Closed for Renovations / Regina Coyula

I delighted in entering the spacious indirectly-lit lobby, I loved those seats that reclined. I begged my mom to leave me in the Rex watching the cartoons and shorts while she walked through the shops. In the Duplex I saw Waltz for a Million something like four times, a Czech film, Spartacus, with a catchy musical theme that came after many battles and many tears to refresh the film industry of the sixties.

But time and the eagle of the sea passes, and the first Cuban multiplex was closed to renovations, the renovations never happened, the place lost the box office, the carpets, chairs, ceiling and was turned into the dump of the old Bristol Hotel, reinvented as multi-family housing. The plumbing system of the old hotel, also old and lacking maintenance, couldn’t stand up to the onslaught of residents, and they chose to dispose of their excrescences out the window… right into the space of the Rex and the Duplex.

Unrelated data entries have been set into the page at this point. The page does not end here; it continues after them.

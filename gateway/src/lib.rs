//! Remote gateway to the demo catalog backend.
//!
//! # Architecture
//!
//! - [`Gateway`] - the three operations the reconciliation loop needs
//! - [`HttpGateway`] - reqwest implementation against the backend's REST routes
//! - [`retry`] - backoff policy used for the idempotent catalog listing
//!
//! | Operation | Route | Retried |
//! |-----------|-------|---------|
//! | `list_apps` | `GET /databricks/apps` | yes, per [`RetryConfig`] |
//! | `app_status` | `GET /databricks/apps/{name}/status` | no, next poll tick retries |
//! | `start_app` | `POST /databricks/apps/{name}/start` | never |
//! | `health` | `GET /health` | no |
//!
//! Every request carries `Authorization: Bearer <token>` when a token is set.
//! A missing token is not an error here; the backend decides.

mod error;
pub mod retry;

use std::future::Future;
use std::sync::{PoisonError, RwLock};
use std::time::Duration;

use reqwest::header::{AUTHORIZATION, HeaderMap, HeaderValue, USER_AGENT};
use serde::de::DeserializeOwned;
use url::Url;

use catalog_types::{App, AppsList, BearerToken, HealthStatus, StartAck, StatusReport};

pub use error::{DEFAULT_START_ERROR, FetchError, PollError, StartError};
pub use retry::RetryConfig;
use retry::{RetryOutcome, send_with_retry};

const APPS_ROUTE: [&str; 2] = ["databricks", "apps"];
const HEALTH_ROUTE: [&str; 1] = ["health"];

const TCP_KEEPALIVE_SECS: u64 = 60;
const POOL_MAX_IDLE_PER_HOST: usize = 16;
const POOL_IDLE_TIMEOUT_SECS: u64 = 90;

const MAX_ERROR_BODY_BYTES: usize = 32 * 1024;

/// Backend operations used by the catalog reconciler.
///
/// Implementations must be cheap to share behind an `Arc`; the session issues
/// status polls for several apps concurrently.
pub trait Gateway: Send + Sync + 'static {
    /// Fetch the full catalog. `Ok(vec![])` means "no apps", never "unreachable".
    fn list_apps(&self) -> impl Future<Output = Result<Vec<App>, FetchError>> + Send;

    /// Fetch one app's current snapshot and optional server-asserted state.
    fn app_status(
        &self,
        name: &str,
    ) -> impl Future<Output = Result<StatusReport, PollError>> + Send;

    /// Ask the backend to start an app.
    fn start_app(&self, name: &str) -> impl Future<Output = Result<StartAck, StartError>> + Send;
}

#[derive(Debug, Clone)]
pub struct GatewayOptions {
    pub request_timeout: Duration,
    pub connect_timeout: Duration,
    pub retry: RetryConfig,
}

impl Default for GatewayOptions {
    fn default() -> Self {
        Self {
            request_timeout: Duration::from_secs(30),
            connect_timeout: Duration::from_secs(10),
            retry: RetryConfig::default(),
        }
    }
}

#[derive(Debug, thiserror::Error)]
pub enum GatewayBuildError {
    #[error("backend URL '{0}' cannot carry path segments")]
    InvalidBaseUrl(Url),
    #[error("failed to build HTTP client: {0}")]
    Client(#[from] reqwest::Error),
}

fn base_client_builder(options: &GatewayOptions) -> reqwest::ClientBuilder {
    let mut default_headers = HeaderMap::new();
    default_headers.insert(
        USER_AGENT,
        HeaderValue::from_static(concat!("demo-catalog/", env!("CARGO_PKG_VERSION"))),
    );

    reqwest::Client::builder()
        .connect_timeout(options.connect_timeout)
        .timeout(options.request_timeout)
        .redirect(reqwest::redirect::Policy::none())
        .tcp_keepalive(Some(Duration::from_secs(TCP_KEEPALIVE_SECS)))
        .pool_max_idle_per_host(POOL_MAX_IDLE_PER_HOST)
        .pool_idle_timeout(Some(Duration::from_secs(POOL_IDLE_TIMEOUT_SECS)))
        .default_headers(default_headers)
}

/// Read at most [`MAX_ERROR_BODY_BYTES`] of a response body as lossy UTF-8.
pub async fn read_capped_error_body(response: reqwest::Response) -> String {
    use futures_util::StreamExt;
    let mut body = Vec::new();
    let mut stream = response.bytes_stream();
    while let Some(chunk) = stream.next().await {
        let Ok(chunk) = chunk else { break };
        body.extend_from_slice(&chunk);
        if body.len() > MAX_ERROR_BODY_BYTES {
            body.truncate(MAX_ERROR_BODY_BYTES);
            let text = String::from_utf8_lossy(&body);
            return format!("{text}...(truncated)");
        }
    }
    String::from_utf8_lossy(&body).into_owned()
}

async fn decode_json<T: DeserializeOwned>(response: reqwest::Response) -> Result<T, FetchError> {
    let bytes = response.bytes().await.map_err(FetchError::Transport)?;
    serde_json::from_slice(&bytes).map_err(FetchError::Decode)
}

async fn status_error(response: reqwest::Response) -> FetchError {
    let status = response.status().as_u16();
    let body = read_capped_error_body(response).await;
    FetchError::Status { status, body }
}

/// HTTP implementation of [`Gateway`].
pub struct HttpGateway {
    client: reqwest::Client,
    base_url: Url,
    token: RwLock<Option<BearerToken>>,
    retry: RetryConfig,
}

impl std::fmt::Debug for HttpGateway {
    fn fmt(&self, f: &mut std::fmt::Formatter<'_>) -> std::fmt::Result {
        f.debug_struct("HttpGateway")
            .field("base_url", &self.base_url.as_str())
            .field("has_token", &self.current_token().is_some())
            .field("retry", &self.retry)
            .finish_non_exhaustive()
    }
}

impl HttpGateway {
    pub fn new(
        base_url: Url,
        token: Option<BearerToken>,
        options: GatewayOptions,
    ) -> Result<Self, GatewayBuildError> {
        if base_url.cannot_be_a_base() {
            return Err(GatewayBuildError::InvalidBaseUrl(base_url));
        }
        let client = base_client_builder(&options).build()?;
        Ok(Self {
            client,
            base_url,
            token: RwLock::new(token),
            retry: options.retry,
        })
    }

    #[must_use]
    pub fn base_url(&self) -> &Url {
        &self.base_url
    }

    /// Replace the session credential used by subsequent requests.
    pub fn set_token(&self, token: Option<BearerToken>) {
        *self.token.write().unwrap_or_else(PoisonError::into_inner) = token;
    }

    fn current_token(&self) -> Option<BearerToken> {
        self.token
            .read()
            .unwrap_or_else(PoisonError::into_inner)
            .clone()
    }

    /// Append path segments to the base URL, percent-encoding each one.
    fn endpoint<'a>(&self, segments: impl IntoIterator<Item = &'a str>) -> Url {
        let mut url = self.base_url.clone();
        // cannot_be_a_base was rejected in `new`
        if let Ok(mut path) = url.path_segments_mut() {
            path.pop_if_empty().extend(segments);
        }
        url
    }

    fn app_endpoint(&self, name: &str, action: &str) -> Result<Url, FetchError> {
        // Dot segments would be resolved by the URL parser, not encoded.
        if name.trim().is_empty() || name == "." || name == ".." {
            return Err(FetchError::InvalidName(name.to_string()));
        }
        let [root, collection] = APPS_ROUTE;
        Ok(self.endpoint([root, collection, name, action]))
    }

    fn authorize(&self, builder: reqwest::RequestBuilder) -> reqwest::RequestBuilder {
        match self.current_token() {
            Some(token) => match HeaderValue::from_str(&token.header_value()) {
                Ok(mut value) => {
                    value.set_sensitive(true);
                    builder.header(AUTHORIZATION, value)
                }
                Err(_) => {
                    tracing::warn!("Bearer token is not a valid header value; sending without it");
                    builder
                }
            },
            None => builder,
        }
    }

    /// Probe `GET /health`.
    pub async fn health(&self) -> Result<HealthStatus, FetchError> {
        let url = self.endpoint(HEALTH_ROUTE);
        let response = self
            .client
            .get(url)
            .send()
            .await
            .map_err(FetchError::Transport)?;
        if !response.status().is_success() {
            return Err(status_error(response).await);
        }
        decode_json(response).await
    }

    async fn fetch_status(&self, name: &str) -> Result<StatusReport, FetchError> {
        let url = self.app_endpoint(name, "status")?;
        let response = self
            .authorize(self.client.get(url))
            .send()
            .await
            .map_err(FetchError::Transport)?;
        if !response.status().is_success() {
            return Err(status_error(response).await);
        }
        let report: StatusReport = decode_json(response).await?;
        if report.has_unrecognized_override() {
            tracing::debug!(
                app = name,
                state = report.state.as_deref().unwrap_or_default(),
                "Ignoring unrecognized server state override"
            );
        }
        Ok(report)
    }
}

impl Gateway for HttpGateway {
    async fn list_apps(&self) -> Result<Vec<App>, FetchError> {
        let url = self.endpoint(APPS_ROUTE);
        let outcome =
            send_with_retry(|| self.authorize(self.client.get(url.clone())), &self.retry).await;

        let response = match outcome {
            RetryOutcome::Success(response) => response,
            RetryOutcome::HttpError { response, attempts } => {
                let err = status_error(response).await;
                tracing::warn!(attempts, error = %err, "Listing apps failed");
                return Err(err);
            }
            RetryOutcome::TransportError { attempts, source } => {
                tracing::warn!(attempts, error = %source, "Listing apps failed");
                return Err(FetchError::Transport(source));
            }
        };

        let list: AppsList = decode_json(response).await?;
        tracing::debug!(count = list.apps.len(), "Listed apps");
        Ok(list.apps)
    }

    async fn app_status(&self, name: &str) -> Result<StatusReport, PollError> {
        self.fetch_status(name)
            .await
            .map_err(|source| PollError::new(name, source))
    }

    async fn start_app(&self, name: &str) -> Result<StartAck, StartError> {
        let url = self
            .app_endpoint(name, "start")
            .map_err(|e| StartError::new(e.to_string()))?;

        let response = match self.authorize(self.client.post(url)).send().await {
            Ok(response) => response,
            Err(e) => {
                tracing::warn!(app = name, error = %e, "Start request failed");
                return Err(StartError::new(format!("{DEFAULT_START_ERROR}: {e}")));
            }
        };

        let status = response.status();
        if !status.is_success() {
            let body = read_capped_error_body(response).await;
            let err = StartError::from_rejection_body(status.as_u16(), &body);
            tracing::warn!(app = name, status = %status, message = %err.message, "Start rejected");
            return Err(err);
        }

        // The acknowledgement body is informational; a 2xx is success regardless.
        let body = read_capped_error_body(response).await;
        let ack = serde_json::from_str::<StartAck>(&body).unwrap_or_default();
        tracing::info!(app = name, "Start accepted");
        Ok(ack)
    }
}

In the first repairs tackled on the Boulevard, they thought to save the building, but except for the facade there was nothing left. They chose to block the entrance with glass and aluminum doors, and not even the glass survived.

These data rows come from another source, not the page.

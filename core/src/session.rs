//! The catalog session: one task owning the [`Reconciler`].
//!
//! All catalog mutations happen on the session task, one at a time. Gateway
//! calls run concurrently as futures owned by that task; their results come
//! back as completions and are folded in completion order. Observers get a
//! [`CatalogView`] snapshot over a `watch` channel after every change.
//!
//! A poll is tagged with the app's start epoch when it is issued. Accepting a
//! start bumps the epoch, so a poll that was in flight across a restart cannot
//! overwrite the freshly set `Loading` state with what it saw before.

use std::collections::HashMap;
use std::sync::Arc;
use std::time::Duration;

use futures_util::StreamExt;
use futures_util::future::BoxFuture;
use futures_util::stream::FuturesUnordered;
use tokio::sync::{mpsc, oneshot, watch};
use tokio::task::JoinHandle;
use tracing::{debug, info};

use catalog_gateway::{FetchError, Gateway, PollError, StartError};
use catalog_types::{App, AppState, StartAck, StatusReport};

use crate::catalog::CatalogEntry;
use crate::errors::{CatalogLoadError, SessionError};
use crate::reconciler::Reconciler;

const COMMAND_BUFFER: usize = 32;

#[derive(Debug, Clone)]
pub struct SessionOptions {
    pub poll_interval: Duration,
    /// Issue a catalog load as soon as the session starts.
    pub load_on_start: bool,
}

impl Default for SessionOptions {
    fn default() -> Self {
        Self {
            poll_interval: Duration::from_secs(2),
            load_on_start: true,
        }
    }
}

/// Point-in-time copy of everything an observer can see.
#[derive(Debug, Clone, Default, PartialEq, Eq)]
pub struct CatalogView {
    pub entries: Vec<CatalogEntry>,
    pub load_error: Option<CatalogLoadError>,
    /// False until the first catalog load completes.
    pub loaded: bool,
    pub polling: bool,
    /// Bumped on every published change.
    pub revision: u64,
}

impl CatalogView {
    #[must_use]
    pub fn get(&self, name: &str) -> Option<&CatalogEntry> {
        self.entries.iter().find(|entry| entry.app.name == name)
    }

    #[must_use]
    pub fn state(&self, name: &str) -> Option<AppState> {
        self.get(name).map(|entry| entry.state)
    }

    #[must_use]
    pub fn loading_count(&self) -> usize {
        self.entries.iter().filter(|e| e.state.is_loading()).count()
    }

    fn of(reconciler: &Reconciler, revision: u64) -> Self {
        Self {
            entries: reconciler.catalog().entries().to_vec(),
            load_error: reconciler.load_error().cloned(),
            loaded: reconciler.is_loaded(),
            polling: reconciler.is_polling(),
            revision,
        }
    }
}

enum Command {
    Reload {
        reply: oneshot::Sender<Result<usize, CatalogLoadError>>,
    },
    Start {
        name: String,
        reply: oneshot::Sender<Result<StartAck, StartError>>,
    },
    Shutdown,
}

enum Completion {
    Catalog {
        result: Result<Vec<App>, FetchError>,
        reply: Option<oneshot::Sender<Result<usize, CatalogLoadError>>>,
    },
    Start {
        name: String,
        result: Result<StartAck, StartError>,
        reply: oneshot::Sender<Result<StartAck, StartError>>,
    },
    Status {
        name: String,
        epoch: u64,
        result: Result<StatusReport, PollError>,
    },
}

enum Event {
    Command(Option<Command>),
    Tick,
    Completed(Completion),
}

/// Cloneable front end to a running session.
#[derive(Debug, Clone)]
pub struct CatalogHandle {
    commands: mpsc::Sender<Command>,
    view: watch::Receiver<CatalogView>,
}

impl std::fmt::Debug for Command {
    fn fmt(&self, f: &mut std::fmt::Formatter<'_>) -> std::fmt::Result {
        match self {
            Command::Reload { .. } => f.write_str("Reload"),
            Command::Start { name, .. } => f.debug_struct("Start").field("name", name).finish(),
            Command::Shutdown => f.write_str("Shutdown"),
        }
    }
}

impl CatalogHandle {
    /// Fetch the catalog again and wait for it to be folded.
    pub async fn reload(&self) -> Result<usize, SessionError> {
        let (reply, rx) = oneshot::channel();
        self.send(Command::Reload { reply }).await?;
        rx.await
            .map_err(|_| SessionError::Closed)?
            .map_err(SessionError::Load)
    }

    /// Ask the backend to start `name` and wait for the answer.
    ///
    /// On success the app is already `Loading` in the published view.
    pub async fn start(&self, name: impl Into<String>) -> Result<StartAck, SessionError> {
        let (reply, rx) = oneshot::channel();
        self.send(Command::Start {
            name: name.into(),
            reply,
        })
        .await?;
        rx.await
            .map_err(|_| SessionError::Closed)?
            .map_err(SessionError::Start)
    }

    #[must_use]
    pub fn view(&self) -> CatalogView {
        self.view.borrow().clone()
    }

    /// A receiver that is notified on every published change.
    #[must_use]
    pub fn subscribe(&self) -> watch::Receiver<CatalogView> {
        self.view.clone()
    }

    /// Wait until the published view satisfies `predicate`.
    ///
    /// Checks the current view first.
    pub async fn wait_until<F>(&self, mut predicate: F) -> Result<CatalogView, SessionError>
    where
        F: FnMut(&CatalogView) -> bool,
    {
        let mut rx = self.view.clone();
        let view = rx
            .wait_for(|view| predicate(view))
            .await
            .map_err(|_| SessionError::Closed)?;
        Ok(view.clone())
    }

    /// Stop the session. In-flight requests are abandoned.
    pub async fn shutdown(&self) {
        let _ = self.commands.send(Command::Shutdown).await;
    }

    async fn send(&self, command: Command) -> Result<(), SessionError> {
        self.commands
            .send(command)
            .await
            .map_err(|_| SessionError::Closed)
    }
}

/// Spawn a session on the current runtime.
///
/// The task ends on [`CatalogHandle::shutdown`] or once every handle is
/// dropped.
pub fn spawn_session<G: Gateway>(
    gateway: Arc<G>,
    options: SessionOptions,
) -> (CatalogHandle, JoinHandle<()>) {
    let (commands_tx, commands_rx) = mpsc::channel(COMMAND_BUFFER);
    let (view_tx, view_rx) = watch::channel(CatalogView::default());

    let session = CatalogSession {
        gateway,
        reconciler: Reconciler::new(options.poll_interval),
        commands: commands_rx,
        view: view_tx,
        in_flight: FuturesUnordered::new(),
        start_epochs: HashMap::new(),
        ticks: 0,
    };
    let task = tokio::spawn(session.run(options.load_on_start));

    (
        CatalogHandle {
            commands: commands_tx,
            view: view_rx,
        },
        task,
    )
}

struct CatalogSession<G> {
    gateway: Arc<G>,
    reconciler: Reconciler,
    commands: mpsc::Receiver<Command>,
    view: watch::Sender<CatalogView>,
    in_flight: FuturesUnordered<BoxFuture<'static, Completion>>,
    start_epochs: HashMap<String, u64>,
    ticks: u64,
}

impl<G: Gateway> CatalogSession<G> {
    async fn run(mut self, load_on_start: bool) {
        debug!(period = ?self.reconciler.poll_interval(), "Catalog session started");
        if load_on_start {
            self.issue_load(None);
        }

        loop {
            let event = tokio::select! {
                command = self.commands.recv() => Event::Command(command),
                () = self.reconciler.scheduler_mut().tick() => Event::Tick,
                Some(done) = self.in_flight.next(), if !self.in_flight.is_empty() => {
                    Event::Completed(done)
                }
            };

            match event {
                Event::Command(None | Some(Command::Shutdown)) => break,
                Event::Command(Some(command)) => self.handle_command(command),
                Event::Tick => self.issue_polls(),
                Event::Completed(done) => self.fold(done),
            }
        }

        if !self.in_flight.is_empty() {
            debug!(abandoned = self.in_flight.len(), "Dropping in-flight requests");
        }
        info!(ticks = self.ticks, "Catalog session stopped");
    }

    fn handle_command(&mut self, command: Command) {
        debug!(?command, "Session command");
        match command {
            Command::Reload { reply } => self.issue_load(Some(reply)),
            Command::Start { name, reply } => {
                let gateway = Arc::clone(&self.gateway);
                self.in_flight.push(Box::pin(async move {
                    let result = gateway.start_app(&name).await;
                    Completion::Start {
                        name,
                        result,
                        reply,
                    }
                }));
            }
            Command::Shutdown => {}
        }
    }

    fn issue_load(&mut self, reply: Option<oneshot::Sender<Result<usize, CatalogLoadError>>>) {
        let gateway = Arc::clone(&self.gateway);
        self.in_flight.push(Box::pin(async move {
            let result = gateway.list_apps().await;
            Completion::Catalog { result, reply }
        }));
    }

    fn issue_polls(&mut self) {
        self.ticks += 1;
        let names = self.reconciler.catalog().loading_names();
        debug!(tick = self.ticks, apps = names.len(), "Polling loading apps");

        for name in names {
            let epoch = self.epoch(&name);
            let gateway = Arc::clone(&self.gateway);
            self.in_flight.push(Box::pin(async move {
                let result = gateway.app_status(&name).await;
                Completion::Status {
                    name,
                    epoch,
                    result,
                }
            }));
        }
    }

    /// Apply a finished request, publish, then answer the caller, so a
    /// caller woken by the reply already sees the new view.
    fn fold(&mut self, done: Completion) {
        match done {
            Completion::Catalog { result, reply } => {
                let outcome = self.reconciler.apply_catalog(result);
                self.publish();
                if let Some(reply) = reply {
                    let _ = reply.send(outcome);
                }
            }
            Completion::Start {
                name,
                result,
                reply,
            } => {
                let outcome = self.reconciler.apply_start(&name, result);
                if outcome.is_ok() {
                    *self.start_epochs.entry(name).or_default() += 1;
                }
                self.publish();
                let _ = reply.send(outcome);
            }
            Completion::Status {
                name,
                epoch,
                result,
            } => {
                let current = self.epoch(&name);
                if epoch < current {
                    debug!(app = %name, epoch, current, "Dropping poll issued before restart");
                    return;
                }
                if self.reconciler.apply_status(&name, result) {
                    self.publish();
                }
            }
        }
    }

    fn epoch(&self, name: &str) -> u64 {
        self.start_epochs.get(name).copied().unwrap_or(0)
    }

    fn publish(&self) {
        let reconciler = &self.reconciler;
        self.view.send_if_modified(|current| {
            let next = CatalogView::of(reconciler, current.revision);
            if *current == next {
                return false;
            }
            *current = CatalogView {
                revision: current.revision + 1,
                ..next
            };
            true
        });
    }
}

By size, the strongest impression comes from Fin de Siglo, Flogar or Cuervo y Sobrinos, then the Praga jewelry store, dark and dirty premises that let you search among their repetitive merchandise sold in national currency for a past splendor. Walking along San Rafael, almost no one under forty might suppose, fleeing from the plague that identifies the place today, the existence of those agreeable little movie theater rooms.